*TASK GOAL*.
Look for "use axum::response::IntoResponse;" in the entries below. Then write out exactly the line that holds it and every line after it, to the last, and nothing else.

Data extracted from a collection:
>>>

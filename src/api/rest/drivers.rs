use std::sync::Arc;

use axum::Json;
use axum::Router;
use axum::extract::{Path, State};
use axum::routing::{patch, post};
use chrono::Utc;
use serde::Deserialize;
use tracing::info;
use uuid::Uuid;

use crate::error::AppError;
use crate::models::driver::{Driver, GeoPoint};
use crate::state::AppState;

pub fn router() -> Router<Arc<AppState>> {
    Router::new()
        .route("/drivers", post(create_driver).get(list_drivers))
        .route("/drivers/:id/status", patch(update_status))
        .route("/drivers/:id/location", patch(update_location))
        .route("/drivers/:id/wallet", patch(update_wallet))
}

#[derive(Deserialize)]
pub struct CreateDriverRequest {
    pub name: String,
    pub zone: String,
    pub location: GeoPoint,
    pub wallet_balance: f64,
    pub min_required_balance: f64,
}

#[derive(Deserialize)]
pub struct UpdateStatusRequest {
    pub online: bool,
}

#[derive(Deserialize)]
pub struct UpdateLocationRequest {
    pub location: GeoPoint,
}

#[derive(Deserialize)]
pub struct UpdateWalletRequest {
    pub balance: Option<f64>,
    pub min_required_balance: Option<f64>,
    pub locked: Option<bool>,
}

async fn create_driver(
    State(state): State<Arc<AppState>>,
    Json(payload): Json<CreateDriverRequest>,
) -> Result<Json<Driver>, AppError> {
    if payload.name.trim().is_empty() {
        return Err(AppError::Validation("name cannot be empty".to_string()));
    }
    if payload.zone.trim().is_empty() {
        return Err(AppError::Validation("zone cannot be empty".to_string()));
    }
    if !payload.wallet_balance.is_finite() || payload.wallet_balance < 0.0 {
        return Err(AppError::Validation(
            "wallet_balance must be a non-negative amount".to_string(),
        ));
    }
    if !payload.min_required_balance.is_finite() || payload.min_required_balance < 0.0 {
        return Err(AppError::Validation(
            "min_required_balance must be a non-negative amount".to_string(),
        ));
    }

    let driver = Driver {
        id: Uuid::new_v4(),
        name: payload.name,
        online: true,
        location: payload.location,
        location_updated_at: Utc::now(),
        wallet_balance: payload.wallet_balance,
        min_required_balance: payload.min_required_balance,
        wallet_locked: false,
        zone: payload.zone,
    };

    state.drivers.insert(driver.id, driver.clone());
    info!(driver_id = %driver.id, zone = %driver.zone, "driver registered");
    Ok(Json(driver))
}

async fn list_drivers(State(state): State<Arc<AppState>>) -> Json<Vec<Driver>> {
    let drivers = state
        .drivers
        .iter()
        .map(|entry| entry.value().clone())
        .collect();
    Json(drivers)
}

async fn update_status(
    State(state): State<Arc<AppState>>,
    Path(id): Path<Uuid>,
    Json(payload): Json<UpdateStatusRequest>,
) -> Result<Json<Driver>, AppError> {
    let mut driver = state
        .drivers
        .get_mut(&id)
        .ok_or_else(|| AppError::NotFound(format!("driver {id} not found")))?;

    driver.online = payload.online;

    Ok(Json(driver.clone()))
}

async fn update_location(
    State(state): State<Arc<AppState>>,
    Path(id): Path<Uuid>,
    Json(payload): Json<UpdateLocationRequest>,
) -> Result<Json<Driver>, AppError> {
    let mut driver = state
        .drivers
        .get_mut(&id)
        .ok_or_else(|| AppError::NotFound(format!("driver {id} not found")))?;

    driver.location = payload.location;
    driver.location_updated_at = Utc::now();

    Ok(Json(driver.clone()))
}

async fn update_wallet(
    State(state): State<Arc<AppState>>,
    Path(id): Path<Uuid>,
    Json(payload): Json<UpdateWalletRequest>,
) -> Result<Json<Driver>, AppError> {
    let mut driver = state
        .drivers
        .get_mut(&id)
        .ok_or_else(|| AppError::NotFound(format!("driver {id} not found")))?;

    if let Some(balance) = payload.balance {
        if !balance.is_finite() || balance < 0.0 {
            return Err(AppError::Validation(
                "balance must be a non-negative amount".to_string(),
            ));
        }
        driver.wallet_balance = balance;
    }
    if let Some(required) = payload.min_required_balance {
        if !required.is_finite() || required < 0.0 {
            return Err(AppError::Validation(
                "min_required_balance must be a non-negative amount".to_string(),
            ));
        }
        driver.min_required_balance = required;
    }
    if let Some(locked) = payload.locked {
        driver.wallet_locked = locked;
    }

    Ok(Json(driver.clone()))
}
pub mod bookings;
pub mod dispatch;
pub mod drivers;
pub mod fare;
pub mod ws;

use std::sync::Arc;

use axum::Json;
use axum::Router;
use axum::extract::State;
use axum::http::StatusCode;
use axum::response::IntoResponse;
use axum::routing::get;
use serde::Serialize;
use tower_http::cors::CorsLayer;

use crate::state::AppState;

pub fn router(state: Arc<AppState>) -> Router {
    Router::new()
        .merge(bookings::router())
        .merge(drivers::router())
        .merge(dispatch::router())
        .merge(fare::router())
        .route("/health", get(health))
        .route("/metrics", get(metrics))
        .route("/ws", get(ws::ws_handler))
        .layer(CorsLayer::permissive())
        .with_state(state)
}

#[derive(Serialize)]
struct HealthResponse {
    status: &'static str,
    bookings: usize,
    drivers: usize,
    audit_entries: usize,
}

async fn health(State(state): State<Arc<AppState>>) -> Json<HealthResponse> {
    let audit_entries: usize = state
        .audit_log
        .iter()
        .map(|entry| entry.value().len())
        .sum();

    Json(HealthResponse {
        status: "ok",
        bookings: state.bookings.len(),
        drivers: state.drivers.len(),
        audit_entries,
    })
}

async fn metrics(State(state): State<Arc<AppState>>) -> impl IntoResponse {
    match state.metrics.encode() {
        Ok(body) => (
            StatusCode::OK,
            [("content-type", "text/plain; version=0.0.4; charset=utf-8")],
            body,
        )
            .into_response(),
        Err(err) => (StatusCode::INTERNAL_SERVER_ERROR, err).into_response(),
    }
}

<<<

*ANSWER SECTION*.
use axum::response::IntoResponse;
use axum::routing::get;
use serde::Serialize;
use tower_http::cors::CorsLayer;

use crate::state::AppState;

pub fn router(state: Arc<AppState>) -> Router {
    Router::new()
        .merge(bookings::router())
        .merge(drivers::router())
        .merge(dispatch::router())
        .merge(fare::router())
        .route("/health", get(health))
        .route("/metrics", get(metrics))
        .route("/ws", get(ws::ws_handler))
        .layer(CorsLayer::permissive())
        .with_state(state)
}

#[derive(Serialize)]
struct HealthResponse {
    status: &'static str,
    bookings: usize,
    drivers: usize,
    audit_entries: usize,
}

async fn health(State(state): State<Arc<AppState>>) -> Json<HealthResponse> {
    let audit_entries: usize = state
        .audit_log
        .iter()
        .map(|entry| entry.value().len())
        .sum();

    Json(HealthResponse {
        status: "ok",
        bookings: state.bookings.len(),
        drivers: state.drivers.len(),
        audit_entries,
    })
}

async fn metrics(State(state): State<Arc<AppState>>) -> impl IntoResponse {
    match state.metrics.encode() {
        Ok(body) => (
            StatusCode::OK,
            [("content-type", "text/plain; version=0.0.4; charset=utf-8")],
            body,
        )
            .into_response(),
        Err(err) => (StatusCode::INTERNAL_SERVER_ERROR, err).into_response(),
    }
}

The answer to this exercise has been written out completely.